1. Field of the Invention
The present invention relates to a perpendicular magnetic recording type magnetic recording/reproducing apparatus and a perpendicular magnetic recording medium used in the apparatus.
2. Description of the Related Art
Conventionally, in a perpendicular double-layered medium in which a perpendicular magnetic recording layer is multilayered on a high-permeability soft magnetic layer, this soft magnetic layer takes part of the function of a recording head, i.e., passes a recording magnetic field, which is generated from a magnetic head and which magnetizes the perpendicular magnetic recording layer, in the horizontal direction and returns this magnetic field to the magnetic head, thereby improving the recording/reproduction efficiency. On the other hand, the soft magnetic layer readily forms magnetic domains because it reduces the magnetostatic energy. A magnetic wall is formed in the boundary between these magnetic domains, and spike noise is generated in a region in which this magnetic wall exists. To suppress this spike noise, it is only necessary to suppress the formation of the magnetic wall in the soft magnetic layer. As a method of suppressing the formation of this magnetic wall, as described in, e.g., Jpn. Pat. Appln. KOKAI Publication No. 5-258274, a large number of media have been proposed in which a hard magnetic layer is formed below a soft magnetic layer to fix the direction of easy magnetization in this soft magnetic layer in the radial direction.

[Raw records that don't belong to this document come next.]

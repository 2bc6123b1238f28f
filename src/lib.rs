//! Paddock — access-control service for the Paddock cycling-team platform.
//!
//! Paddock owns who may see and who may change each section of the team
//! application (roster, events, planning, scouting, stocks, ...):
//!
//! - **Role catalog**: named permission bundles, including the protected
//!   built-in Administrator role
//! - **Base matrix**: per-role, per-section default grants
//! - **Overrides**: per-user exceptions that replace (not merge with) the
//!   base matrix per section
//! - **Resolver**: the pure function combining all three into effective
//!   permissions, with `edit ⟹ view` guaranteed throughout
//! - **Admin API**: a small hyper-based HTTP surface the permission UI
//!   talks to
//!
//! # Example
//!
//! ```ignore
//! use std::sync::Arc;
//! use paddock::{AccessModule, AccessStore, ConfigLoader, Module, Router};
//!
//! #[tokio::main]
//! async fn main() -> paddock::Result<()> {
//!     // Load config
//!     let loader = ConfigLoader::new("PADDOCK");
//!     let config = loader.load(None, None, None, None)?;
//!
//!     // Seed the store, or start with just the Administrator role
//!     let store = Arc::new(match &config.store.seed {
//!         Some(path) => AccessStore::from_seed_file(path)?,
//!         None => AccessStore::new(),
//!     });
//!
//!     // Build router
//!     let mut router = Router::new();
//!     AccessModule::new().routes(&mut router);
//!
//!     // Run server
//!     paddock::server::run(config, store, router.into_handle()).await
//! }
//! ```

pub mod api;
pub mod config;
pub mod error;
pub mod grants;
pub mod level;
pub mod module;
pub mod rate_limit;
pub mod resolver;
pub mod response;
pub mod role;
pub mod router;
pub mod section;
pub mod server;
pub mod store;

// Re-export main types at crate root
pub use api::AccessModule;
pub use config::{Config, ConfigLoader};
pub use error::{Error, Result};
pub use grants::{BaseMatrix, GrantMap};
pub use level::{Level, LevelSet};
pub use module::Module;
pub use resolver::{Effective, User, UserId, resolve_effective};
pub use role::{Role, RoleCatalog, RoleId};
pub use router::{Context, Router};
pub use section::{Category, Section};
pub use store::AccessStore;

// Re-export commonly used dependencies for convenience
pub use hyper::Method;
pub use serde_json::json;
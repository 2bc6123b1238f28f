//! Permission levels and per-section capability sets.
//!
//! A section is either viewable, editable, or inaccessible. Editing implies
//! viewing: every mutation on [`LevelSet`] preserves `edit ⟹ view`, so a set
//! containing `edit` always contains `view` as well.

use serde::{Deserialize, Serialize};

/// A single permission level.
#[derive(Clone, Copy, Debug, PartialEq, Eq, PartialOrd, Ord, Serialize, Deserialize)]
#[serde(rename_all = "lowercase")]
pub enum Level {
    /// Read-only access.
    View,
    /// Content editing access. Implies [`Level::View`].
    Edit,
}

/// The capability set for one section.
///
/// Wire format is a list of levels (`["view", "edit"]`); deserialization
/// normalizes the set so an input of `["edit"]` comes out as view + edit.
#[derive(Clone, Copy, Debug, Default, PartialEq, Eq, Serialize, Deserialize)]
#[serde(from = "Vec<Level>", into = "Vec<Level>")]
pub struct LevelSet {
    view: bool,
    edit: bool,
}

impl LevelSet {
    /// No access.
    pub const NONE: LevelSet = LevelSet {
        view: false,
        edit: false,
    };

    /// View-only access.
    pub const VIEW: LevelSet = LevelSet {
        view: true,
        edit: false,
    };

    /// Full access.
    pub const VIEW_EDIT: LevelSet = LevelSet {
        view: true,
        edit: true,
    };

    /// Whether the set contains the given level.
    pub fn contains(self, level: Level) -> bool {
        match level {
            Level::View => self.view,
            Level::Edit => self.edit,
        }
    }

    /// Whether the set grants no access at all.
    pub fn is_empty(self) -> bool {
        !self.view && !self.edit
    }

    /// Add a level, cascading up: granting `edit` also grants `view`.
    pub fn grant(self, level: Level) -> LevelSet {
        match level {
            Level::View => LevelSet { view: true, ..self },
            Level::Edit => LevelSet::VIEW_EDIT,
        }
    }

    /// Remove a level, cascading down: revoking `view` also revokes `edit`
    /// (you cannot edit what you cannot view).
    pub fn revoke(self, level: Level) -> LevelSet {
        match level {
            Level::View => LevelSet::NONE,
            Level::Edit => LevelSet { edit: false, ..self },
        }
    }

    /// Apply a checkbox toggle: grant when `enabled`, revoke otherwise.
    pub fn set(self, level: Level, enabled: bool) -> LevelSet {
        if enabled {
            self.grant(level)
        } else {
            self.revoke(level)
        }
    }

    /// The levels present in the set, in ascending order.
    pub fn levels(self) -> impl Iterator<Item = Level> {
        [
            self.view.then_some(Level::View),
            self.edit.then_some(Level::Edit),
        ]
        .into_iter()
        .flatten()
    }
}

impl From<Vec<Level>> for LevelSet {
    fn from(levels: Vec<Level>) -> Self {
        levels
            .into_iter()
            .fold(LevelSet::NONE, |set, level| set.grant(level))
    }
}

impl From<LevelSet> for Vec<Level> {
    fn from(set: LevelSet) -> Self {
        set.levels().collect()
    }
}
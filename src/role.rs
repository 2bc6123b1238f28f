//! The role catalog: named permission bundles assignable to users.

use std::fmt;

use serde::{Deserialize, Serialize};
use uuid::Uuid;

use crate::error::{Error, Result};

/// Opaque, stable role identifier.
#[derive(Clone, Copy, Debug, PartialEq, Eq, Hash, PartialOrd, Ord, Serialize, Deserialize)]
#[serde(transparent)]
pub struct RoleId(Uuid);

impl RoleId {
    /// The built-in Administrator role. Never renameable, never deletable,
    /// never restricted by the resolver.
    pub const ADMINISTRATOR: RoleId = RoleId(Uuid::nil());

    /// Mint a fresh identifier for a new custom role.
    pub fn new() -> RoleId {
        RoleId(Uuid::new_v4())
    }

    /// Parse an identifier from its string form.
    pub fn parse(s: &str) -> Result<RoleId> {
        Uuid::parse_str(s)
            .map(RoleId)
            .map_err(|_| Error::BadRequest(format!("Invalid role id: {s}")))
    }
}

impl Default for RoleId {
    fn default() -> Self {
        RoleId::new()
    }
}

impl fmt::Display for RoleId {
    fn fmt(&self, f: &mut fmt::Formatter<'_>) -> fmt::Result {
        self.0.fmt(f)
    }
}

/// A named permission role.
#[derive(Clone, Debug, PartialEq, Eq, Serialize, Deserialize)]
pub struct Role {
    pub id: RoleId,
    pub name: String,
    /// False only for the built-in Administrator role.
    pub deletable: bool,
}

/// The set of known roles.
///
/// Always contains the built-in Administrator role. Lifecycle operations
/// (create, rename, delete) live on [`crate::store::AccessStore`], which owns
/// the catalog together with the base matrix so the in-use check and the
/// deletion are evaluated under one lock.
#[derive(Clone, Debug, Serialize, Deserialize)]
pub struct RoleCatalog {
    roles: Vec<Role>,
}

impl RoleCatalog {
    /// A catalog containing only the built-in Administrator role.
    pub fn builtin() -> RoleCatalog {
        RoleCatalog {
            roles: vec![Role {
                id: RoleId::ADMINISTRATOR,
                name: "Administrator".to_string(),
                deletable: false,
            }],
        }
    }

    pub fn get(&self, id: RoleId) -> Option<&Role> {
        self.roles.iter().find(|role| role.id == id)
    }

    pub fn contains(&self, id: RoleId) -> bool {
        self.get(id).is_some()
    }

    pub fn iter(&self) -> impl Iterator<Item = &Role> {
        self.roles.iter()
    }

    pub fn len(&self) -> usize {
        self.roles.len()
    }

    pub fn is_empty(&self) -> bool {
        self.roles.is_empty()
    }

    /// Validate and normalize a role display name.
    pub(crate) fn validate_name(name: &str) -> Result<String> {
        let trimmed = name.trim();
        if trimmed.is_empty() {
            return Err(Error::Validation("Role name must not be empty".to_string()));
        }
        Ok(trimmed.to_string())
    }

    pub(crate) fn insert(&mut self, role: Role) {
        self.roles.push(role);
    }

    pub(crate) fn get_mut(&mut self, id: RoleId) -> Option<&mut Role> {
        self.roles.iter_mut().find(|role| role.id == id)
    }

    pub(crate) fn remove(&mut self, id: RoleId) {
        self.roles.retain(|role| role.id != id);
    }
}

impl Default for RoleCatalog {
    fn default() -> Self {
        RoleCatalog::builtin()
    }
}
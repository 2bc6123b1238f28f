//! Error types with HTTP status code mapping.

use bytes::Bytes;
use http_body_util::Full;
use hyper::{Response, StatusCode};

/// Error type for paddock operations.
#[derive(Debug, thiserror::Error)]
pub enum Error {
    // Domain errors
    /// Invalid input to a role or user mutation (e.g. an empty role name).
    /// Recovered locally by the caller — never fatal.
    #[error("Validation failed: {0}")]
    Validation(String),

    /// A mutation refused because of live references (e.g. deleting a role
    /// still assigned to a user). No partial mutation occurs.
    #[error("Conflict: {0}")]
    Conflict(String),

    /// Optimistic-concurrency rejection: the caller edited an older snapshot
    /// of the shared configuration.
    #[error("Stale configuration: expected version {expected}, found {found}")]
    StaleConfig { expected: u64, found: u64 },

    #[error("Forbidden: cannot {action} {resource}")]
    Forbidden { resource: String, action: String },

    #[error("Not found: {0}")]
    NotFound(String),

    #[error("Bad request: {0}")]
    BadRequest(String),

    #[error("Too many requests, retry after {retry_after}s")]
    TooManyRequests { retry_after: u64 },

    // Config errors
    #[error("Configuration error: {0}")]
    Config(String),

    // System errors
    #[error("Invalid address: {0}")]
    AddrParse(#[from] std::net::AddrParseError),

    #[error("IO error: {0}")]
    Io(#[from] std::io::Error),

    #[error("JSON error: {0}")]
    Json(#[from] serde_json::Error),

    #[error("Internal error: {0}")]
    Internal(String),
}

impl Error {
    /// Map error to HTTP status code.
    pub fn status_code(&self) -> StatusCode {
        match self {
            Error::Validation(_) | Error::BadRequest(_) | Error::AddrParse(_) => {
                StatusCode::BAD_REQUEST
            }
            Error::Forbidden { .. } => StatusCode::FORBIDDEN,
            Error::NotFound(_) => StatusCode::NOT_FOUND,
            Error::Conflict(_) | Error::StaleConfig { .. } => StatusCode::CONFLICT,
            Error::TooManyRequests { .. } => StatusCode::TOO_MANY_REQUESTS,

            // Config errors -> 500 (shouldn't happen at runtime)
            Error::Config(_) => StatusCode::INTERNAL_SERVER_ERROR,

            // System errors -> 500
            Error::Io(_) | Error::Json(_) | Error::Internal(_) => {
                StatusCode::INTERNAL_SERVER_ERROR
            }
        }
    }

    /// Convert error into HTTP response.
    ///
    /// Server-error payloads are replaced with a generic message so IO paths,
    /// JSON parser context, and other internals never reach the client.
    pub fn into_response(self) -> Response<Full<Bytes>> {
        let status = self.status_code();
        let message = if status.is_server_error() {
            tracing::error!("Internal error: {self}");
            "Internal server error".to_string()
        } else {
            self.to_string()
        };
        let body = serde_json::json!({
            "error": message
        });

        let mut builder = Response::builder()
            .status(status)
            .header("Content-Type", "application/json");
        if let Error::TooManyRequests { retry_after } = &self {
            builder = builder.header("Retry-After", retry_after.to_string());
        }
        builder
            .body(Full::new(Bytes::from(body.to_string())))
            .unwrap()
    }
}

/// Result type alias using paddock's Error.
pub type Result<T> = std::result::Result<T, Error>;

In these media, however, the soft magnetic layer is directly formed on the hard magnetic layer, so the exchange coupling interaction acts more than necessary between these layers. The soft magnetic layer largely changes the magnetization direction even when applied with a weak external magnetic field of, e.g., about 7,900 A/m.
In this case, the stronger the coupling with the soft magnetic layer, the more easily the hard magnetic layer is influenced by the soft magnetic layer. As a consequence, the magnetization direction, i.e., the direction of the easy axis in the hard magnetic layer changes from the radius direction. That is, a so-called pinning failure phenomenon occurs. In effect, in a magnetic recording/reproducing device (HDD) a voice coil motor (VCM) which uses a permanent magnet to drive an arm is positioned close to a magnetic disk. A leakage flux generated from this VCM has a magnitude of about 7,900 A/m even in the vicinity of the edge of the magnetic disk. Therefore, if the above-mentioned medium is used in the HDD, pinning failure sometimes occurs as a particularly serious problem.
The use of the hard magnetic layer is convenient to control the direction of the easy axis in the soft magnetic layer. However, the hard magnetic layer is basically the same as a longitudinal magnetic recording medium, i.e., it generates medium noise. The thickness of the soft magnetic layer is preferably small in order to prevent the generation of dust during film formation and reduce the cost. However, the smaller the thickness of the soft magnetic layer and the shorter the distance between the hard magnetic layer and the magnetic head, the larger the noise from the hard magnetic layer. One means for reducing the noise from this hard magnetic layer is to reduce its thickness. Reducing the thickness of the hard magnetic layer is also advantageous in improving the film formation process and in the cost. If, however, the exchange coupling acts strongly, pinning failure easily occurs.